The invariants are as follows:

- For our purposes, we'll only support positive years.

- January, March, May, July, August, October, and December have 31
  days.

- April, June, September, and November have 30 days.

- February has 28 days in common years, 29 days in leap years.

- Leap years are years that can be divided by 4, but not by 100,
  unless by 400.

You may find Wikipedia's leap year algorithm pseudocode useful:
https://en.wikipedia.org/wiki/Leap_year#Algorithm

........................................................................
Exercise 9: Create a valid_date function that raises Invalid_Date if
the invariant is violated, and returns the date if valid.
......................................................................*)

exception Invalid_Date of string ;;

let valid_date = 
  fun _ -> failwith "valid_date not implemented" ;;


(*======================================================================
Part 3: Algebraic data types

Now, combine all of these different types to define a person record,
with a "name", a "favorite" color, and a "birthdate".

........................................................................
Exercise 10: Define a person record type.
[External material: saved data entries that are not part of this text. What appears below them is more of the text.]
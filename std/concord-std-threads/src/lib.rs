//!
//! concord-std-threads - Executors
//!
//! Both executors take `Task`s and run them on worker threads they create
//! through a `ThreadFactory`. Work reaches the workers through a `Channel`.
//!
//! ## PooledExecutor
//!
//! An elastic pool. `submit` tries, in order:
//! - start a worker if the pool is below its minimum size
//! - hand the task to an idle worker without waiting
//! - start a worker if the pool is below its maximum size
//! - apply the overflow policy (run inline, wait for a slot, or discard)
//!
//! Idle workers exit after the keep-alive duration.
//!
//! ## QueuedExecutor
//!
//! A single worker runs tasks one after another in submission order. It is
//! started by the first `submit` and restarted by a later one if it died.
//! A task that waits for another task on the same executor deadlocks.
//!

pub mod executor;
pub mod pooled;
pub mod queued;

pub use executor::*;
pub use pooled::*;
pub use queued::*;
//!
//! Read/Write Locks
//!
//! A read/write lock is a pair of `Acquire` sides over one resource: any
//! number of readers, or exactly one writer, never both.
//!
//! ```ignore
//! let lock = ReentrantWriterPreferenceReadWriteLock::new();
//!
//! // Shared access
//! let _read = Held::acquire(lock.read_lock())?;
//!
//! // Exclusive access
//! let _write = Held::acquire(lock.write_lock())?;
//! ```
//!
//! `FifoReadWriteLock` builds on a FIFO semaphore with one permit. The first
//! reader claims that permit for every reader and the last one to leave hands
//! it back. Writers queue on the same permit, so they are served in arrival
//! order, while readers arriving during an active read simply join it.
//!
//! `ReentrantWriterPreferenceReadWriteLock` keeps all of its state in one
//! monitor and decides admission by predicate. A waiting writer holds back
//! new readers; the writing thread may re-enter either side, which is how a
//! write lock is downgraded: take the read side, then release the write side.
//!

use std::collections::HashMap;
use std::sync::{Arc, Mutex, PoisonError};
use std::thread::{self, ThreadId};
use std::time::{Duration, Instant};

use concord_std_core::{
    Cancelled, Monitor, Wakeup, check_cancelled, deadline_after, reraise_cancellation,
};

use crate::acquire::Acquire;
use crate::semaphore::FifoSemaphore;

pub trait ReadWriteLock: Send + Sync {
    fn read_lock(&self) -> &dyn Acquire;
    fn write_lock(&self) -> &dyn Acquire;
}

fn expired(deadline: Option<Instant>) -> bool {
    deadline.is_some_and(|deadline| deadline <= Instant::now())
}

struct FifoShared {
    write_permit: FifoSemaphore,
    /// Admits one would-be first reader at a time to the permit queue.
    reader_gate: FifoSemaphore,
    readers: Mutex<usize>,
}

impl FifoShared {
    fn readers(&self) -> std::sync::MutexGuard<'_, usize> {
        self.readers.lock().unwrap_or_else(PoisonError::into_inner)
    }

    fn join_active_read(&self) -> bool {
        let mut readers = self.readers();
        if *readers > 0 {
            *readers += 1;
            true
        } else {
            false
        }
    }

    fn acquire_read(&self, deadline: Option<Instant>) -> Result<bool, Cancelled> {
        check_cancelled()?;
        if self.join_active_read() {
            return Ok(true);
        }
        if !self.reader_gate.acquire_until(deadline)? {
            return Ok(false);
        }

        let admitted = if self.join_active_read() {
            Ok(true)
        } else {
            match self.write_permit.acquire_until(deadline) {
                Ok(true) => {
                    *self.readers() += 1;
                    Ok(true)
                }
                other => other,
            }
        };
        self.reader_gate.release();
        admitted
    }

    fn release_read(&self) {
        let mut readers = self.readers();
        assert!(*readers > 0, "read lock released while no reader holds it");
        *readers -= 1;
        if *readers == 0 {
            self.write_permit.release();
        }
    }
}

struct FifoReadSide {
    shared: Arc<FifoShared>,
}

impl Acquire for FifoReadSide {
    fn acquire(&self) -> Result<(), Cancelled> {
        self.shared.acquire_read(None).map(|_| ())
    }

    fn try_acquire(&self, timeout: Duration) -> Result<bool, Cancelled> {
        self.shared.acquire_read(deadline_after(timeout))
    }

    fn release(&self) {
        self.shared.release_read();
    }
}

struct FifoWriteSide {
    shared: Arc<FifoShared>,
}

impl Acquire for FifoWriteSide {
    fn acquire(&self) -> Result<(), Cancelled> {
        self.shared.write_permit.acquire()
    }

    fn try_acquire(&self, timeout: Duration) -> Result<bool, Cancelled> {
        self.shared.write_permit.try_acquire(timeout)
    }

    fn release(&self) {
        self.shared.write_permit.release();
    }
}

pub struct FifoReadWriteLock {
    shared: Arc<FifoShared>,
    read: FifoReadSide,
    write: FifoWriteSide,
}

impl FifoReadWriteLock {
    pub fn new() -> Self {
        let shared = Arc::new(FifoShared {
            write_permit: FifoSemaphore::new(1),
            reader_gate: FifoSemaphore::new(1),
            readers: Mutex::new(0),
        });
        Self {
            read: FifoReadSide {
                shared: Arc::clone(&shared),
            },
            write: FifoWriteSide {
                shared: Arc::clone(&shared),
            },
            shared,
        }
    }

    pub fn active_readers(&self) -> usize {
        *self.shared.readers()
    }
}

impl Default for FifoReadWriteLock {
    fn default() -> Self {
        Self::new()
    }
}

impl ReadWriteLock for FifoReadWriteLock {
    fn read_lock(&self) -> &dyn Acquire {
        &self.read
    }

    fn write_lock(&self) -> &dyn Acquire {
        &self.write
    }
}

#[derive(Default)]
struct ReentrantState {
    active_readers: usize,
    active_writer: Option<ThreadId>,
    write_holds: usize,
    waiting_readers: usize,
    waiting_writers: usize,
    reader_holds: HashMap<ThreadId, usize>,
}

impl ReentrantState {
    fn allow_reader(&self, me: ThreadId) -> bool {
        (self.active_writer.is_none() && self.waiting_writers == 0)
            || self.active_writer == Some(me)
            || self.reader_holds.contains_key(&me)
    }

    fn allow_writer(&self, me: ThreadId) -> bool {
        self.active_writer == Some(me)
            || (self.active_writer.is_none() && self.active_readers == 0)
    }

    fn start_read(&mut self, me: ThreadId) {
        self.active_readers += 1;
        *self.reader_holds.entry(me).or_insert(0) += 1;
    }

    fn start_write(&mut self, me: ThreadId) {
        self.active_writer = Some(me);
        self.write_holds += 1;
    }

    fn allowed(&self, side: Side, me: ThreadId) -> bool {
        match side {
            Side::Read => self.allow_reader(me),
            Side::Write => self.allow_writer(me),
        }
    }

    fn start(&mut self, side: Side, me: ThreadId) {
        match side {
            Side::Read => self.start_read(me),
            Side::Write => self.start_write(me),
        }
    }

    fn waiting_mut(&mut self, side: Side) -> &mut usize {
        match side {
            Side::Read => &mut self.waiting_readers,
            Side::Write => &mut self.waiting_writers,
        }
    }
}

#[derive(Clone, Copy)]
enum Side {
    Read,
    Write,
}

struct ReentrantShared {
    monitor: Arc<Monitor<ReentrantState>>,
}

impl ReentrantShared {
    fn admit(&self, side: Side, deadline: Option<Instant>) -> Result<bool, Cancelled> {
        check_cancelled()?;
        let me = thread::current().id();

        let mut state = self.monitor.lock();
        if state.allowed(side, me) {
            state.start(side, me);
            return Ok(true);
        }
        if expired(deadline) {
            return Ok(false);
        }

        *state.waiting_mut(side) += 1;
        tracing::trace!(
            writer_waiting = matches!(side, Side::Write),
            active_readers = state.active_readers,
            "lock busy, waiting for admission"
        );
        loop {
            let (next, wakeup) = self.monitor.wait(state, deadline);
            state = next;

            if state.allowed(side, me) {
                *state.waiting_mut(side) -= 1;
                state.start(side, me);
                if wakeup == Wakeup::Cancelled {
                    reraise_cancellation();
                }
                return Ok(true);
            }
            match wakeup {
                Wakeup::Notified => continue,
                Wakeup::TimedOut | Wakeup::Cancelled => {
                    *state.waiting_mut(side) -= 1;
                    // A writer giving up may unblock readers held back by it.
                    if matches!(side, Side::Write) {
                        self.monitor.notify_all();
                    }
                    return if wakeup == Wakeup::Cancelled {
                        Err(Cancelled)
                    } else {
                        Ok(false)
                    };
                }
            }
        }
    }

    fn release_read(&self) {
        let me = thread::current().id();
        let mut state = self.monitor.lock();
        let holds = state
            .reader_holds
            .get_mut(&me)
            .map(|holds| {
                *holds -= 1;
                *holds
            });
        match holds {
            None => panic!("read lock released by a thread that does not hold it"),
            Some(0) => {
                state.reader_holds.remove(&me);
            }
            Some(_) => {}
        }
        state.active_readers -= 1;
        if state.active_readers == 0 && state.waiting_writers > 0 {
            self.monitor.notify_all();
        }
    }

    fn release_write(&self) {
        let me = thread::current().id();
        let mut state = self.monitor.lock();
        assert!(
            state.active_writer == Some(me),
            "write lock released by a thread that does not hold it"
        );
        state.write_holds -= 1;
        if state.write_holds == 0 {
            state.active_writer = None;
            // Eligible readers are re-checked before writers get the lock.
            if state.waiting_readers > 0 || state.waiting_writers > 0 {
                self.monitor.notify_all();
            }
        }
    }
}

struct ReentrantReadSide {
    shared: Arc<ReentrantShared>,
}

impl Acquire for ReentrantReadSide {
    fn acquire(&self) -> Result<(), Cancelled> {
        self.shared.admit(Side::Read, None).map(|_| ())
    }

    fn try_acquire(&self, timeout: Duration) -> Result<bool, Cancelled> {
        self.shared.admit(Side::Read, deadline_after(timeout))
    }

    fn release(&self) {
        self.shared.release_read();
    }
}

struct ReentrantWriteSide {
    shared: Arc<ReentrantShared>,
}

impl Acquire for ReentrantWriteSide {
    fn acquire(&self) -> Result<(), Cancelled> {
        self.shared.admit(Side::Write, None).map(|_| ())
    }

    fn try_acquire(&self, timeout: Duration) -> Result<bool, Cancelled> {
        self.shared.admit(Side::Write, deadline_after(timeout))
    }

    fn release(&self) {
        self.shared.release_write();
    }
}

pub struct ReentrantWriterPreferenceReadWriteLock {
    shared: Arc<ReentrantShared>,
    read: ReentrantReadSide,
    write: ReentrantWriteSide,
}

impl ReentrantWriterPreferenceReadWriteLock {
    pub fn new() -> Self {
        let shared = Arc::new(ReentrantShared {
            monitor: Arc::new(Monitor::new(ReentrantState::default())),
        });
        Self {
            read: ReentrantReadSide {
                shared: Arc::clone(&shared),
            },
            write: ReentrantWriteSide {
                shared: Arc::clone(&shared),
            },
            shared,
        }
    }

    pub fn active_readers(&self) -> usize {
        self.shared.monitor.lock().active_readers
    }

    /// Write re-entries held by the calling thread; 0 if it is not the writer.
    pub fn write_hold_count(&self) -> usize {
        let state = self.shared.monitor.lock();
        if state.active_writer == Some(thread::current().id()) {
            state.write_holds
        } else {
            0
        }
    }

    pub fn is_write_locked_by_current_thread(&self) -> bool {
        self.write_hold_count() > 0
    }

    pub fn is_write_locked(&self) -> bool {
        self.shared.monitor.lock().active_writer.is_some()
    }
}

impl Default for ReentrantWriterPreferenceReadWriteLock {
    fn default() -> Self {
        Self::new()
    }
}

impl ReadWriteLock for ReentrantWriterPreferenceReadWriteLock {
    fn read_lock(&self) -> &dyn Acquire {
        &self.read
    }

    fn write_lock(&self) -> &dyn Acquire {
        &self.write
    }
}
//!
//! Counting Semaphores
//!
//! Both variants keep their permit count in a `Monitor` and mutate it only
//! under its lock. `available_permits()` reads an atomic mirror of the count
//! that is written under the lock but read without it, for fast-path
//! snapshots only.
//!
//! `FifoSemaphore` keeps a ticket queue. `release` hands the permit straight
//! to the oldest ticket instead of bumping the count, so a thread that
//! arrives later can never take a permit an older waiter is owed.
//!
//! `WaiterPreferenceSemaphore` only keeps a count of waiters. A newcomer
//! takes a permit immediately only while there are more permits than
//! waiters; otherwise it joins the waiters, and whichever waiter wakes first
//! wins.
//!

use std::collections::{HashSet, VecDeque};
use std::sync::Arc;
use std::sync::atomic::{AtomicUsize, Ordering};
use std::time::{Duration, Instant};

use concord_std_core::{
    Cancelled, Monitor, Wakeup, check_cancelled, deadline_after, reraise_cancellation,
};

use crate::acquire::Acquire;

fn expired(deadline: Option<Instant>) -> bool {
    deadline.is_some_and(|deadline| deadline <= Instant::now())
}

struct FifoState {
    permits: usize,
    waiters: VecDeque<u64>,
    granted: HashSet<u64>,
    next_ticket: u64,
}

pub struct FifoSemaphore {
    monitor: Arc<Monitor<FifoState>>,
    available: AtomicUsize,
}

impl FifoSemaphore {
    pub fn new(permits: usize) -> Self {
        Self {
            monitor: Arc::new(Monitor::new(FifoState {
                permits,
                waiters: VecDeque::new(),
                granted: HashSet::new(),
                next_ticket: 0,
            })),
            available: AtomicUsize::new(permits),
        }
    }

    pub fn available_permits(&self) -> usize {
        self.available.load(Ordering::Acquire)
    }

    pub fn queued_waiters(&self) -> usize {
        self.monitor.lock().waiters.len()
    }

    /// Return `n` permits, each admitting at most one waiter.
    pub fn release_many(&self, n: usize) {
        let mut state = self.monitor.lock();
        let mut handed_off = false;
        for _ in 0..n {
            match state.waiters.pop_front() {
                Some(ticket) => {
                    state.granted.insert(ticket);
                    handed_off = true;
                }
                None => state.permits += 1,
            }
        }
        self.available.store(state.permits, Ordering::Release);
        drop(state);
        if handed_off {
            self.monitor.notify_all();
        }
    }

    /// Take a free permit if one is available right now, ignoring any
    /// pending cancellation. Never waits and never consumes the flag.
    pub fn try_acquire_now(&self) -> bool {
        let mut state = self.monitor.lock();
        if state.waiters.is_empty() && state.permits > 0 {
            state.permits -= 1;
            self.available.store(state.permits, Ordering::Release);
            true
        } else {
            false
        }
    }

    pub(crate) fn acquire_until(&self, deadline: Option<Instant>) -> Result<bool, Cancelled> {
        check_cancelled()?;
        let mut state = self.monitor.lock();
        if state.waiters.is_empty() && state.permits > 0 {
            state.permits -= 1;
            self.available.store(state.permits, Ordering::Release);
            return Ok(true);
        }
        if expired(deadline) {
            return Ok(false);
        }

        let ticket = state.next_ticket;
        state.next_ticket = state.next_ticket.wrapping_add(1);
        state.waiters.push_back(ticket);
        tracing::trace!(ticket, queued = state.waiters.len(), "no permit free, queueing");

        loop {
            let (next, wakeup) = self.monitor.wait(state, deadline);
            state = next;

            if state.granted.remove(&ticket) {
                if wakeup == Wakeup::Cancelled {
                    reraise_cancellation();
                }
                return Ok(true);
            }
            match wakeup {
                Wakeup::Notified => continue,
                Wakeup::TimedOut => {
                    state.waiters.retain(|&t| t != ticket);
                    return Ok(false);
                }
                Wakeup::Cancelled => {
                    state.waiters.retain(|&t| t != ticket);
                    return Err(Cancelled);
                }
            }
        }
    }
}

impl Acquire for FifoSemaphore {
    fn acquire(&self) -> Result<(), Cancelled> {
        self.acquire_until(None).map(|_| ())
    }

    fn try_acquire(&self, timeout: Duration) -> Result<bool, Cancelled> {
        self.acquire_until(deadline_after(timeout))
    }

    fn release(&self) {
        self.release_many(1);
    }
}

struct PreferenceState {
    permits: usize,
    waits: usize,
}

pub struct WaiterPreferenceSemaphore {
    monitor: Arc<Monitor<PreferenceState>>,
    available: AtomicUsize,
}

impl WaiterPreferenceSemaphore {
    pub fn new(permits: usize) -> Self {
        Self {
            monitor: Arc::new(Monitor::new(PreferenceState { permits, waits: 0 })),
            available: AtomicUsize::new(permits),
        }
    }

    pub fn available_permits(&self) -> usize {
        self.available.load(Ordering::Acquire)
    }

    pub fn release_many(&self, n: usize) {
        let mut state = self.monitor.lock();
        state.permits += n;
        self.available.store(state.permits, Ordering::Release);
        drop(state);
        for _ in 0..n {
            self.monitor.notify_one();
        }
    }

    fn acquire_until(&self, deadline: Option<Instant>) -> Result<bool, Cancelled> {
        check_cancelled()?;
        let mut state = self.monitor.lock();
        if state.permits > state.waits {
            state.permits -= 1;
            self.available.store(state.permits, Ordering::Release);
            return Ok(true);
        }
        if expired(deadline) {
            return Ok(false);
        }

        state.waits += 1;
        loop {
            let (next, wakeup) = self.monitor.wait(state, deadline);
            state = next;

            if wakeup == Wakeup::Cancelled {
                state.waits -= 1;
                drop(state);
                // Pass on a notification this thread may have absorbed.
                self.monitor.notify_one();
                return Err(Cancelled);
            }
            if state.permits > 0 {
                state.waits -= 1;
                state.permits -= 1;
                self.available.store(state.permits, Ordering::Release);
                return Ok(true);
            }
            if wakeup == Wakeup::TimedOut {
                state.waits -= 1;
                return Ok(false);
            }
        }
    }
}

impl Acquire for WaiterPreferenceSemaphore {
    fn acquire(&self) -> Result<(), Cancelled> {
        self.acquire_until(None).map(|_| ())
    }

    fn try_acquire(&self, timeout: Duration) -> Result<bool, Cancelled> {
        self.acquire_until(deadline_after(timeout))
    }

    fn release(&self) {
        self.release_many(1);
    }
}

#[cfg(test)]
mod tests {
    use super::*;
    use crate::acquire::Held;
    use concord_std_core::CancelToken;
    use std::sync::Mutex;
    use std::thread;

    fn wait_for_waiters(sem: &FifoSemaphore, n: usize) {
        while sem.queued_waiters() < n {
            thread::yield_now();
        }
    }

    #[test]
    fn test_fifo_basic() {
        let sem = FifoSemaphore::new(2);
        sem.acquire().unwrap();
        sem.acquire().unwrap();
        assert_eq!(sem.available_permits(), 0);
        assert!(!sem.try_acquire(Duration::ZERO).unwrap());
        sem.release();
        assert_eq!(sem.available_permits(), 1);
        assert!(sem.try_acquire(Duration::from_millis(5)).unwrap());
    }

    #[test]
    fn test_fifo_admits_in_arrival_order() {
        let sem = Arc::new(FifoSemaphore::new(0));
        let order = Arc::new(Mutex::new(Vec::new()));

        let mut handles = Vec::new();
        for id in 0..4 {
            let sem_clone = Arc::clone(&sem);
            let order = Arc::clone(&order);
            handles.push(thread::spawn(move || {
                sem_clone.acquire().unwrap();
                order.lock().unwrap().push(id);
            }));
            wait_for_waiters(&sem, id + 1);
        }

        for admitted in 1..=4 {
            sem.release();
            while order.lock().unwrap().len() < admitted {
                thread::yield_now();
            }
        }
        for h in handles {
            h.join().unwrap();
        }
        assert_eq!(*order.lock().unwrap(), vec![0, 1, 2, 3]);
    }

    #[test]
    fn test_fifo_newcomer_does_not_overtake() {
        let sem = Arc::new(FifoSemaphore::new(0));
        let waiter = {
            let sem = Arc::clone(&sem);
            thread::spawn(move || sem.acquire().unwrap())
        };
        wait_for_waiters(&sem, 1);

        sem.release();
        assert!(!sem.try_acquire(Duration::ZERO).unwrap());
        waiter.join().unwrap();
        assert_eq!(sem.available_permits(), 0);
    }

    #[test]
    fn test_try_acquire_now_ignores_pending_cancellation() {
        thread::spawn(|| {
            let sem = FifoSemaphore::new(1);
            CancelToken::current().cancel();
            assert!(sem.try_acquire_now());
            assert!(!sem.try_acquire_now());
            assert!(CancelToken::current().is_cancelled());
            assert_eq!(sem.available_permits(), 0);
        })
        .join()
        .unwrap();
    }

    #[test]
    fn test_try_acquire_now_respects_queued_waiters() {
        let sem = Arc::new(FifoSemaphore::new(0));
        let waiter = {
            let sem = Arc::clone(&sem);
            thread::spawn(move || sem.acquire().unwrap())
        };
        wait_for_waiters(&sem, 1);
        sem.release();
        assert!(!sem.try_acquire_now());
        waiter.join().unwrap();
    }

    #[test]
    fn test_fifo_timeout_leaves_queue() {
        let sem = FifoSemaphore::new(0);
        assert!(!sem.try_acquire(Duration::from_millis(10)).unwrap());
        assert_eq!(sem.queued_waiters(), 0);
        sem.release();
        assert_eq!(sem.available_permits(), 1);
    }

    #[test]
    fn test_cancelled_acquire_consumes_no_permit() {
        let sem = Arc::new(FifoSemaphore::new(0));
        let token = CancelToken::new();
        let waiter = {
            let sem = Arc::clone(&sem);
            let token = token.clone();
            thread::spawn(move || {
                CancelToken::install(token);
                sem.acquire()
            })
        };
        wait_for_waiters(&sem, 1);
        token.cancel();

        assert_eq!(waiter.join().unwrap(), Err(Cancelled));
        assert_eq!(sem.queued_waiters(), 0);
        sem.release();
        assert_eq!(sem.available_permits(), 1);
    }

    #[test]
    fn test_pending_cancellation_fails_fast() {
        thread::spawn(|| {
            let sem = WaiterPreferenceSemaphore::new(1);
            CancelToken::current().cancel();
            assert_eq!(sem.acquire(), Err(Cancelled));
            assert_eq!(sem.available_permits(), 1);
            sem.acquire().unwrap();
        })
        .join()
        .unwrap();
    }

    #[test]
    fn test_uninterruptible_acquire_reraises() {
        let sem = Arc::new(FifoSemaphore::new(0));
        let token = CancelToken::new();
        let waiter = {
            let sem = Arc::clone(&sem);
            let token = token.clone();
            thread::spawn(move || {
                CancelToken::install(token);
                sem.acquire_uninterruptibly();
                CancelToken::current().is_cancelled()
            })
        };
        wait_for_waiters(&sem, 1);
        token.cancel();
        thread::sleep(Duration::from_millis(10));
        sem.release();
        assert!(waiter.join().unwrap());
    }

    #[test]
    fn test_waiter_preference_blocks_newcomers() {
        let sem = Arc::new(WaiterPreferenceSemaphore::new(0));
        let waiter = {
            let sem = Arc::clone(&sem);
            thread::spawn(move || sem.acquire().unwrap())
        };
        while sem.monitor.lock().waits == 0 {
            thread::yield_now();
        }

        {
            let mut state = sem.monitor.lock();
            state.permits += 1;
            // No notification yet: the waiter is still owed this permit.
        }
        assert!(!sem.try_acquire(Duration::ZERO).unwrap());
        sem.monitor.notify_all();
        waiter.join().unwrap();
    }

    #[test]
    fn test_permits_never_exceed_bound() {
        const PERMITS: usize = 3;
        let sem = Arc::new(FifoSemaphore::new(PERMITS));
        let held = Arc::new(AtomicUsize::new(0));
        let peak = Arc::new(AtomicUsize::new(0));

        let handles: Vec<_> = (0..8)
            .map(|_| {
                let sem = Arc::clone(&sem);
                let held = Arc::clone(&held);
                let peak = Arc::clone(&peak);
                thread::spawn(move || {
                    for _ in 0..50 {
                        let _permit = Held::acquire(&*sem).unwrap();
                        let now = held.fetch_add(1, Ordering::SeqCst) + 1;
                        peak.fetch_max(now, Ordering::SeqCst);
                        thread::yield_now();
                        held.fetch_sub(1, Ordering::SeqCst);
                    }
                })
            })
            .collect();

        for h in handles {
            h.join().unwrap();
        }
        assert!(peak.load(Ordering::SeqCst) <= PERMITS);
        assert_eq!(sem.available_permits(), PERMITS);
    }

    #[test]
    fn test_release_many_wakes_several() {
        let sem = Arc::new(WaiterPreferenceSemaphore::new(0));
        let handles: Vec<_> = (0..3)
            .map(|_| {
                let sem = Arc::clone(&sem);
                thread::spawn(move || sem.acquire().unwrap())
            })
            .collect();
        thread::sleep(Duration::from_millis(20));
        sem.release_many(3);
        for h in handles {
            h.join().unwrap();
        }
        assert_eq!(sem.available_permits(), 0);
    }
}
//!
//! Bounded Buffer
//!
//! A fixed-capacity FIFO guarded by one monitor. Producers park while the
//! buffer is full and consumers while it is empty; every state change
//! notifies all waiters, which re-check their own condition.
//!

use std::collections::VecDeque;
use std::sync::Arc;
use std::time::Duration;

use concord_std_core::{
    Cancelled, ConfigError, DEFAULT_QUEUE_CAPACITY, Monitor, OfferError, QueueConfig, SendError,
    Wakeup, deadline_after,
};

use crate::channel::{Channel, Peek};

pub struct BoundedBuffer<T> {
    monitor: Arc<Monitor<VecDeque<T>>>,
    capacity: usize,
}

impl<T: Send + 'static> BoundedBuffer<T> {
    pub fn new(capacity: usize) -> Result<Self, ConfigError> {
        if capacity == 0 {
            return Err(ConfigError::ZeroCapacity);
        }
        Ok(Self {
            monitor: Arc::new(Monitor::new(VecDeque::with_capacity(capacity.min(1024)))),
            capacity,
        })
    }

    pub fn from_config(config: &QueueConfig) -> Result<Self, ConfigError> {
        Self::new(config.validate()?)
    }

    pub fn capacity(&self) -> usize {
        self.capacity
    }

    pub fn len(&self) -> usize {
        self.monitor.lock().len()
    }

    pub fn is_empty(&self) -> bool {
        self.monitor.lock().is_empty()
    }

    fn insert(&self, item: T, timeout: Option<Duration>) -> Result<(), OfferError<T>> {
        let deadline = timeout.and_then(deadline_after);
        let mut items = self.monitor.lock();
        while items.len() >= self.capacity {
            if timeout == Some(Duration::ZERO) {
                return Err(OfferError::Timeout(item));
            }
            let (next, wakeup) = self.monitor.wait(items, deadline);
            items = next;
            match wakeup {
                Wakeup::Notified => {}
                Wakeup::TimedOut if items.len() < self.capacity => break,
                Wakeup::TimedOut => return Err(OfferError::Timeout(item)),
                Wakeup::Cancelled => return Err(OfferError::Cancelled(item)),
            }
        }
        items.push_back(item);
        drop(items);
        self.monitor.notify_all();
        Ok(())
    }

    fn remove(&self, timeout: Option<Duration>) -> Result<Option<T>, Cancelled> {
        let deadline = timeout.and_then(deadline_after);
        let mut items = self.monitor.lock();
        loop {
            if let Some(item) = items.pop_front() {
                drop(items);
                self.monitor.notify_all();
                return Ok(Some(item));
            }
            if timeout == Some(Duration::ZERO) {
                return Ok(None);
            }
            let (next, wakeup) = self.monitor.wait(items, deadline);
            items = next;
            match wakeup {
                Wakeup::Notified => {}
                Wakeup::TimedOut if !items.is_empty() => {}
                Wakeup::TimedOut => return Ok(None),
                Wakeup::Cancelled => return Err(Cancelled),
            }
        }
    }
}

impl<T: Send + 'static> Default for BoundedBuffer<T> {
    fn default() -> Self {
        Self {
            monitor: Arc::new(Monitor::new(VecDeque::new())),
            capacity: DEFAULT_QUEUE_CAPACITY,
        }
    }
}

impl<T: Send + 'static> Channel<T> for BoundedBuffer<T> {
    fn put(&self, item: T) -> Result<(), SendError<T>> {
        self.insert(item, None)
            .map_err(|err| SendError(err.into_inner()))
    }

    fn offer(&self, item: T, timeout: Duration) -> Result<(), OfferError<T>> {
        self.insert(item, Some(timeout))
    }

    fn take(&self) -> Result<T, Cancelled> {
        loop {
            if let Some(item) = self.remove(None)? {
                return Ok(item);
            }
        }
    }

    fn poll(&self, timeout: Duration) -> Result<Option<T>, Cancelled> {
        self.remove(Some(timeout))
    }
}

impl<T: Clone + Send + 'static> Peek<T> for BoundedBuffer<T> {
    fn peek(&self) -> Option<T> {
        self.monitor.lock().front().cloned()
    }
}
Use the field names "name",
"favorite", and "birthdate".
......................................................................*)

type person = NotImplemented ;;

(* Let's now do something with these person valuess. We'll create a
data structure that allows us to model simple familial relationships.

This family tree will be a data structure that shows the familial
status of persons. A person can be in one of three states for this
simple implementation:

1. An unmarried person with no children.
2. A married person.
3. A family made up of two married parents and some number of children.

(For simplicity, we postpone consideration of other familial structures.)

An easy mistake is to directly translate this to the following structure:

type family =
  | Single of person
  | Married of person * person
  | Family of person * person * family list ;;

But do we need to make the distinction between Married and a Family with
an empty list of children? Arguably, the latter corresponds to the former,
so we can remove that from the structure for these problems: *)

type family =
  | Single of person
  | Family of person * person * family list ;;

(* Let's now write a series of functions to build these family trees.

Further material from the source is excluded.